Your assignment:
Look through the entries below and show every line containing the word "match".

Given data:
//! Connects to an ADS server and prints every resource it sends.
//!
//! Configured through the environment:
//! - `ADS_SERVER`: server address, default `127.0.0.1:15010`
//! - `ADS_CERTS`: directory holding `cert-chain.pem`, `key.pem` and `root-cert.pem`;
//!   the connection is plaintext when unset
//! - `ADS_NODE_ID`: explicit node id
//! - `ADS_VERSION`: xDS API version, `2` or `3`, default `2`
//! - `ADS_METADATA`: node metadata as a JSON object
//!
//! ```sh
//! RUST_LOG=info ADS_VERSION=3 cargo run --example dump
//! ```

use std::env;

use ads_client::{
    ClientConfig, Dispatcher, NodeConfig, Resource, ResourceAny, ResourceHandler, ServerConfig,
    TlsConfig, TokioRuntime, TonicAdsClient, TonicTransportBuilder, V2Codec, V3Codec, XdsCodec,
};
use serde_json::{Map, Value};
use tracing_subscriber::EnvFilter;

struct Dump;

fn show<R: Resource>(kind: &str, resources: &[R]) {
    tracing::info!("Response {kind} {}", resources.len());
    for resource in resources {
        println!("{resource:#?}");
    }
}

impl<C: XdsCodec> ResourceHandler<C> for Dump {
    async fn on_clusters(&self, _: &Dispatcher<C>, clusters: &[C::Cluster]) {
        show("CDS", clusters);
    }

    async fn on_endpoints(&self, _: &Dispatcher<C>, endpoints: &[C::Endpoint]) {
        show("EDS", endpoints);
    }

    async fn on_listeners(&self, _: &Dispatcher<C>, listeners: &[C::Listener]) {
        show("LDS", listeners);
    }

    async fn on_routes(&self, _: &Dispatcher<C>, routes: &[C::Route]) {
        show("RDS", routes);
    }

    async fn on_secrets(&self, _: &Dispatcher<C>, secrets: &[C::Secret]) {
        show("SDS", secrets);
    }

    async fn on_unrecognized(&self, _: &Dispatcher<C>, resources: &[ResourceAny]) {
        for resource in resources {
            tracing::info!(
                type_url = %resource.type_url,
                bytes = resource.value.len(),
                "Response unrecognized"
            );
        }
    }
}

async fn dump<C: XdsCodec>(
    codec: C,
    config: ClientConfig,
    builder: TonicTransportBuilder,
) -> ads_client::Result<()> {
    TonicAdsClient::new(config, codec, builder, Dump, TokioRuntime)
        .run()
        .await
}

#[tokio::main]
async fn main() -> Result<(), Box<dyn std::error::Error>> {
    tracing_subscriber::fmt()
        .with_env_filter(EnvFilter::try_from_default_env().unwrap_or_else(|_| "info".into()))
        .init();

    let server = env::var("ADS_SERVER").unwrap_or_else(|_| "127.0.0.1:15010".to_string());
    let metadata: Map<String, Value> = match env::var("ADS_METADATA") {
        Ok(json) => serde_json::from_str(&json)?,
        Err(_) => Map::new(),
    };

    let mut node = NodeConfig::new().with_metadata(metadata);
    if let Ok(id) = env::var("ADS_NODE_ID") {
        node = node.with_node_id(id);
    }
    let config = ClientConfig::from_node_config(ServerConfig::new(server), &node);
    tracing::info!(node = %config.node.id, server = config.server.uri(), "starting");

    let mut builder = TonicTransportBuilder::new();
    if let Ok(dir) = env::var("ADS_CERTS") {
        builder = builder.with_tls(TlsConfig::from_dir(dir)?);
    }

    match env::var("ADS_VERSION").as_deref().unwrap_or("2") {
        "2" => dump(V2Codec, config, builder).await?,
        "3" => dump(V3Codec, config, builder).await?,
        other => return Err(format!("unsupported xds version {other:?}, expected 2 or 3").into()),
    }
    Ok(())
}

Response box:
    let metadata: Map<String, Value> = match env::var("ADS_METADATA") {
    match env::var("ADS_VERSION").as_deref().unwrap_or("2") {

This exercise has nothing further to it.